A seller might do that if the same product had revisions using different chips and they were selling anything which the manufacturer identified as that product. There are products which have gone through multiple revisions during the years and most end users just want the product. A small number of buyers want a specific revision and the seller is not interested in the extra work required to cater to those buyers.
If the seller is still selling on the same listing page for 2 1/2 years and this is a popular product and used, there are probably multiple revisions.

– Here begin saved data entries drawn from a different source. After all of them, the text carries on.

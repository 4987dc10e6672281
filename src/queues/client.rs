//! Redis Streams-backed client for the six named queues.
//!
//! Grounded on the existing `StreamsClient` (XADD/XREAD/XDEL/XTRIM/consumer
//! groups); here XREADGROUP + XACK implement the at-least-once,
//! visibility-timeout consumption pattern §9 calls for: an entry not acked
//! within the timeout is claimed again via `XAUTOCLAIM` at the top of every
//! `dequeue` call, so an abandoned entry is redelivered the next time any
//! consumer polls rather than sitting in the pending list forever.

use super::{config, QueueError, Result};
use redis::aio::MultiplexedConnection;
use redis::streams::{
    StreamAutoClaimOptions, StreamAutoClaimReply, StreamReadOptions, StreamReadReply,
};
use redis::{AsyncCommands, Client};
use serde::{de::DeserializeOwned, Serialize};
use tracing::{debug, info, warn};

pub struct QueueClient {
    client: Client,
    conn: Option<MultiplexedConnection>,
}

impl QueueClient {
    /// # Errors
    /// Returns [`QueueError::Transient`] if the Redis URL cannot be parsed.
    pub fn new(redis_url: &str) -> Result<Self> {
        let client =
            Client::open(redis_url).map_err(|e| QueueError::Transient(e.to_string()))?;
        Ok(Self { client, conn: None })
    }

    /// # Errors
    /// Returns [`QueueError::Transient`] if the connection attempt fails.
    pub async fn connect(&mut self) -> Result<()> {
        let conn = self
            .client
            .get_multiplexed_async_connection()
            .await
            .map_err(|e| QueueError::Transient(e.to_string()))?;
        self.conn = Some(conn);
        info!("queue client connected");
        Ok(())
    }

    #[must_use]
    pub const fn is_connected(&self) -> bool {
        self.conn.is_some()
    }

    fn conn_mut(&mut self) -> Result<&mut MultiplexedConnection> {
        self.conn
            .as_mut()
            .ok_or_else(|| QueueError::Transient("not connected".to_string()))
    }

    /// Ensure the consumer group exists; tolerates `BUSYGROUP`.
    ///
    /// # Errors
    /// Returns [`QueueError::Transient`] on any other Redis failure.
    pub async fn ensure_group(&mut self, queue: &str) -> Result<()> {
        let conn = self.conn_mut()?;
        let result: redis::RedisResult<()> = conn
            .xgroup_create_mkstream(queue, config::CONSUMER_GROUP, "0")
            .await;
        if let Err(e) = result {
            if !e.to_string().contains("BUSYGROUP") {
                return Err(QueueError::Transient(e.to_string()));
            }
        }
        Ok(())
    }

    /// Enqueue a JSON-serializable payload onto `queue`, at-least-once FIFO.
    ///
    /// # Errors
    /// Returns [`QueueError::Validation`] if serialization fails, or
    /// [`QueueError::Transient`] if the Redis call fails.
    pub async fn enqueue<T: Serialize>(&mut self, queue: &str, payload: &T) -> Result<String> {
        let json = serde_json::to_string(payload)
            .map_err(|e| QueueError::Validation(e.to_string()))?;
        let conn = self.conn_mut()?;
        let id: String = conn
            .xadd(queue, "*", &[("payload", json.as_str())])
            .await
            .map_err(|e| QueueError::Transient(e.to_string()))?;
        let _: redis::RedisResult<()> = conn
            .xtrim(
                queue,
                redis::streams::StreamMaxlen::Approx(config::MAXLEN_APPROX),
            )
            .await;
        debug!(queue, id, "enqueued");
        Ok(id)
    }

    /// Claim entries idle for longer than [`config::VISIBILITY_TIMEOUT_MS`]
    /// and reassign them to `consumer`: the redelivery half of the
    /// visibility-timeout pattern. Entries XREADGROUP already handed to a
    /// consumer that crashed or never acked surface here instead of sitting
    /// in the group's pending-entries list indefinitely.
    ///
    /// # Errors
    /// Returns [`QueueError::Transient`] on a Redis failure, or
    /// [`QueueError::Validation`] if a reclaimed payload fails to
    /// deserialize.
    async fn reclaim<T: DeserializeOwned>(
        &mut self,
        queue: &str,
        consumer: &str,
        count: usize,
    ) -> Result<Vec<(String, T)>> {
        let conn = self.conn_mut()?;
        let reply: StreamAutoClaimReply = conn
            .xautoclaim_options(
                queue,
                config::CONSUMER_GROUP,
                consumer,
                config::VISIBILITY_TIMEOUT_MS,
                "0-0",
                StreamAutoClaimOptions::default().count(count),
            )
            .await
            .map_err(|e| QueueError::Transient(e.to_string()))?;

        let mut out = Vec::new();
        for entry in reply.claimed {
            let Some(raw) = entry.map.get("payload") else {
                continue;
            };
            let raw_str = match raw {
                redis::Value::BulkString(bytes) => String::from_utf8_lossy(bytes).to_string(),
                redis::Value::SimpleString(s) => s.clone(),
                _ => continue,
            };
            match serde_json::from_str::<T>(&raw_str) {
                Ok(value) => out.push((entry.id, value)),
                Err(e) => warn!(queue, id = entry.id, error = %e, "dropping undeserializable reclaimed entry"),
            }
        }
        if !out.is_empty() {
            info!(queue, consumer, reclaimed = out.len(), "reclaimed abandoned entries");
        }
        Ok(out)
    }

    /// Claim up to `count` entries for `consumer`: abandoned entries first
    /// (via [`Self::reclaim`]), then new entries, blocking up to `block_ms`
    /// if none are immediately available.
    ///
    /// # Errors
    /// Returns [`QueueError::Transient`] on a Redis failure, or
    /// [`QueueError::Validation`] if a payload fails to deserialize.
    pub async fn dequeue<T: DeserializeOwned>(
        &mut self,
        queue: &str,
        consumer: &str,
        count: usize,
        block_ms: u64,
    ) -> Result<Vec<(String, T)>> {
        self.ensure_group(queue).await?;

        let mut out = self.reclaim(queue, consumer, count).await?;
        if out.len() >= count {
            return Ok(out);
        }

        let conn = self.conn_mut()?;
        let opts = StreamReadOptions::default()
            .group(config::CONSUMER_GROUP, consumer)
            .count(count - out.len())
            .block(block_ms as usize);

        let reply: StreamReadReply = conn
            .xread_options(&[queue], &[">"], &opts)
            .await
            .map_err(|e| QueueError::Transient(e.to_string()))?;

        for stream_key in reply.keys {
            for entry in stream_key.ids {
                let Some(raw) = entry.map.get("payload") else {
                    continue;
                };
                let raw_str = match raw {
                    redis::Value::BulkString(bytes) => String::from_utf8_lossy(bytes).to_string(),
                    redis::Value::SimpleString(s) => s.clone(),
                    _ => continue,
                };
                match serde_json::from_str::<T>(&raw_str) {
                    Ok(value) => out.push((entry.id, value)),
                    Err(e) => warn!(queue, id = entry.id, error = %e, "dropping undeserializable entry"),
                }
            }
        }
        Ok(out)
    }

    /// Acknowledge (remove from the pending list) a delivered entry.
    ///
    /// # Errors
    /// Returns [`QueueError::Transient`] on a Redis failure.
    pub async fn ack(&mut self, queue: &str, entry_id: &str) -> Result<()> {
        let conn = self.conn_mut()?;
        let _: i64 = conn
            .xack(queue, config::CONSUMER_GROUP, &[entry_id])
            .await
            .map_err(|e| QueueError::Transient(e.to_string()))?;
        Ok(())
    }

    /// # Errors
    /// Returns [`QueueError::Transient`] on a Redis failure.
    pub async fn len(&mut self, queue: &str) -> Result<u64> {
        let conn = self.conn_mut()?;
        conn.xlen(queue)
            .await
            .map_err(|e| QueueError::Transient(e.to_string()))
    }
}

#[cfg(test)]
#[cfg_attr(coverage_nightly, coverage(off))]
mod tests {
    use super::*;

    #[test]
    fn new_client_rejects_malformed_url() {
        let result = QueueClient::new("not a url");
        assert!(result.is_err());
    }

    #[test]
    fn fresh_client_is_not_connected() {
        let client = QueueClient::new("redis://127.0.0.1:6379").expect("valid url");
        assert!(!client.is_connected());
    }
}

Buyers who are too smart often motivate sellers to take protective actions to avoid problem sales.
02-02-2025 03:15 PM
No way this is just image filtering. I found the most egregious example yet. This particular listing only has 1 single photo. Here is the thumbnail in the storefront for this item (left) vs the lone listing image (right). Something BAD is going on here in this upscaling, and it isn't just filtering because the thumbnail image looks perfectly fine.
02-02-2025 03:26 PM
@brandonsvsu wrote:Something BAD is going on here in this upscaling, and it isn't just filtering because the thumbnail image looks perfectly fine.
The thumbnail image (left) does not appear to be in focus for starters. The right-hand image looks like an attempt at boosting the contrast but a blurry source image is just going to look even stranger in output.